> _Source information_:

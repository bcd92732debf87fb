/// Message dispatcher
///
/// The core state machine. For each record drained from the feed:
///
/// 1. Parse and validate (see parser).
/// 2. Resolve the sound's profile in the registry; unknown ids are dropped.
/// 3. play/update: always forward the position to the spatialization sink,
///    then fire the clip unless exclusivity suppresses the re-trigger.
/// 4. stop: stop the clip only if the sound was actually active.
///
/// Every failure is contained to its record; a batch never aborts.
use std::sync::Arc;

use rand::seq::SliceRandom;

use crate::error::ParseError;
use crate::parser::{self, ParsedRecord, SoundAction, SoundEvent};
use crate::registry::{Category, ExclusivityPolicy, SoundProfile, SoundRegistry};
use crate::sinks::{PlaybackSink, SpatialSink, SpatialUpdate};
use crate::stats::RouterStats;
use crate::tracker::ActiveSounds;

/// Clip slot used when stopping player and point sounds
const DEFAULT_CLIP_SLOT: usize = 0;

/// Routes parsed events to the two downstream sinks
///
/// Owns the registry, the active-sound tracker and the sinks; constructed at
/// startup and driven by a single consumer, strictly in arrival order.
pub struct Dispatcher {
    registry: SoundRegistry,
    tracker: ActiveSounds,
    spatial: Arc<dyn SpatialSink>,
    playback: Arc<dyn PlaybackSink>,
    stats: RouterStats,
}

impl Dispatcher {
    /// Create a dispatcher with an empty active set
    pub fn new(
        registry: SoundRegistry,
        spatial: Arc<dyn SpatialSink>,
        playback: Arc<dyn PlaybackSink>,
    ) -> Self {
        Self {
            registry,
            tracker: ActiveSounds::new(),
            spatial,
            playback,
            stats: RouterStats::new(),
        }
    }

    /// Process one batch of records, in order
    ///
    /// One bad record never affects the rest of the batch.
    pub fn process_batch<I, S>(&mut self, records: I)
    where
        I: IntoIterator<Item = S>,
        S: AsRef<str>,
    {
        for record in records {
            self.process_record(record.as_ref());
        }
    }

    /// Process one raw record; all failures are logged and absorbed here
    pub fn process_record(&mut self, record: &str) {
        self.stats.records += 1;
        tracing::debug!("MESSAGE {record} incoming");

        match parser::parse_record(record) {
            Ok(ParsedRecord::Event(event)) => self.dispatch_event(event),
            Ok(ParsedRecord::LegacyMusic) => {
                self.stats.legacy_music += 1;
            }
            Err(err) => {
                self.stats.parse_errors += 1;
                match err {
                    ParseError::UnrecognizedAction(_) => {
                        tracing::warn!("Skipping record '{record}': {err}");
                    }
                    _ => {
                        tracing::error!("Error processing record '{record}': {err}");
                    }
                }
            }
        }
    }

    fn dispatch_event(&mut self, event: SoundEvent) {
        let profile = match self.registry.resolve(&event.sound_id) {
            Some(profile) => profile.clone(),
            None => {
                self.stats.unknown_sounds += 1;
                tracing::warn!(
                    "Sound {} not found in the registry, skipping",
                    event.sound_id
                );
                return;
            }
        };

        match event.action {
            SoundAction::Play | SoundAction::Update => self.handle_play(event, &profile),
            SoundAction::Stop => self.handle_stop(&event.sound_id, &profile),
        }
    }

    fn handle_play(&mut self, event: SoundEvent, profile: &SoundProfile) {
        let Some(position) = event.position else {
            // The parser only emits play/update events with a position.
            return;
        };
        let sound_id = &event.sound_id;

        // The spatial update goes out unconditionally, for every play and
        // update, including suppressed re-triggers. This is what keeps
        // already-sounding sources moving smoothly.
        let update = SpatialUpdate {
            channel: profile.channel,
            azimuth: position.azimuth,
            elevation: position.elevation,
            radius: position.radius,
            horizontal_span: position.horizontal_span,
            vertical_span: position.vertical_span,
        };
        if let Err(err) = self.spatial.send_update(&update) {
            self.stats.sink_errors += 1;
            tracing::error!(target: "spat", "Error sending update for {sound_id}: {err}");
            return;
        }
        self.stats.spatial_updates += 1;
        tracing::debug!(
            target: "spat",
            "Updated sound {sound_id} (azimuth {}, elevation {}, radius {})",
            update.azimuth,
            update.elevation,
            update.radius
        );

        match profile.policy {
            ExclusivityPolicy::NonExclusive => self.trigger_clip(sound_id, profile),
            ExclusivityPolicy::Exclusive => {
                if self.tracker.is_active(sound_id) {
                    tracing::debug!(
                        target: "playback",
                        "Sound {sound_id} already active, spatial update only"
                    );
                } else {
                    self.tracker.activate(sound_id);
                    self.trigger_clip(sound_id, profile);
                }
            }
        }
    }

    fn handle_stop(&mut self, sound_id: &str, profile: &SoundProfile) {
        if self.tracker.deactivate(sound_id) {
            self.stop_clip(sound_id, profile);
        } else {
            self.stats.redundant_stops += 1;
            tracing::info!(
                target: "playback",
                "Sound {sound_id} was not active, no need to stop."
            );
        }
    }

    fn trigger_clip(&mut self, sound_id: &str, profile: &SoundProfile) {
        match profile.category {
            Category::BackgroundMusic => match profile.clip_index {
                Some(clip_index) => {
                    let target = self.registry.music_target().to_string();
                    self.fire(sound_id, &target, clip_index);
                }
                None => {
                    tracing::error!(
                        target: "playback",
                        "Clip mapping for sound {sound_id} not found."
                    );
                }
            },
            Category::Player => {
                // One playback track per player slot, always slot 0.
                let target = sound_id.to_string();
                self.fire(sound_id, &target, DEFAULT_CLIP_SLOT);
            }
            Category::Point => {
                let target = self.registry.points_target().to_string();
                let clip_index = self
                    .registry
                    .point_clips()
                    .choose(&mut rand::thread_rng())
                    .copied();
                match clip_index {
                    Some(clip_index) => self.fire(sound_id, &target, clip_index),
                    None => {
                        tracing::error!(
                            target: "playback",
                            "No point clips configured, cannot play {sound_id}"
                        );
                    }
                }
            }
            Category::Unclassified => {
                tracing::info!(
                    target: "playback",
                    "Sound {sound_id} does not belong to any known category."
                );
            }
        }
    }

    fn stop_clip(&mut self, sound_id: &str, profile: &SoundProfile) {
        match profile.category {
            Category::BackgroundMusic => match profile.clip_index {
                Some(clip_index) => {
                    let target = self.registry.music_target().to_string();
                    self.stop(sound_id, &target, clip_index);
                }
                None => {
                    tracing::error!(
                        target: "playback",
                        "Clip mapping for sound {sound_id} not found."
                    );
                }
            },
            Category::Player => {
                let target = sound_id.to_string();
                self.stop(sound_id, &target, DEFAULT_CLIP_SLOT);
            }
            Category::Point => {
                // The trigger path picks a random slot but this always stops
                // slot 0, so a point clip in slots 1-4 keeps sounding until
                // it ends on its own.
                let target = self.registry.points_target().to_string();
                self.stop(sound_id, &target, DEFAULT_CLIP_SLOT);
            }
            Category::Unclassified => {
                tracing::info!(
                    target: "playback",
                    "Sound {sound_id} does not belong to any known category."
                );
            }
        }
    }

    fn fire(&mut self, sound_id: &str, target: &str, clip_index: usize) {
        match self.playback.fire_clip(target, clip_index) {
            Ok(()) => {
                self.stats.clips_fired += 1;
                tracing::info!(
                    target: "playback",
                    "Played clip for {sound_id} in track {target} slot {clip_index}"
                );
            }
            Err(err) => {
                self.stats.sink_errors += 1;
                tracing::error!(target: "playback", "Error playing clip for {sound_id}: {err}");
            }
        }
    }

    fn stop(&mut self, sound_id: &str, target: &str, clip_index: usize) {
        match self.playback.stop_clip(target, clip_index) {
            Ok(()) => {
                self.stats.clips_stopped += 1;
                tracing::info!(
                    target: "playback",
                    "Stopped clip for {sound_id} in track {target} slot {clip_index}"
                );
            }
            Err(err) => {
                self.stats.sink_errors += 1;
                tracing::error!(target: "playback", "Error stopping clip for {sound_id}: {err}");
            }
        }
    }

    /// Issue a stop to every player slot and clear their active state
    ///
    /// Used at startup so stale player clips from a previous run do not
    /// keep sounding into the new session.
    pub fn stop_all_players(&mut self) {
        let players = self.registry.player_ids().to_vec();
        for sound_id in &players {
            self.tracker.deactivate(sound_id);
            let target = sound_id.clone();
            self.stop(sound_id, &target, DEFAULT_CLIP_SLOT);
        }
        tracing::info!("Stopped all player sounds at start.");
    }

    /// Counters accumulated so far
    pub fn stats(&self) -> RouterStats {
        self.stats
    }

    /// Whether a sound is currently tracked as active
    pub fn is_active(&self, sound_id: &str) -> bool {
        self.tracker.is_active(sound_id)
    }

    /// Number of currently-active exclusive sounds
    pub fn active_count(&self) -> usize {
        self.tracker.len()
    }
}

> _Exercise goal_:
Please reply with an exact copy of the lines above, starting at the first and ending at the line that holds "3. play/update: always".

> _Answer to the exercise_:
repository bcd92732debf87fb
/// Message dispatcher
///
/// The core state machine. For each record drained from the feed:
///
/// 1. Parse and validate (see parser).
/// 2. Resolve the sound's profile in the registry; unknown ids are dropped.
/// 3. play/update: always forward the position to the spatialization sink,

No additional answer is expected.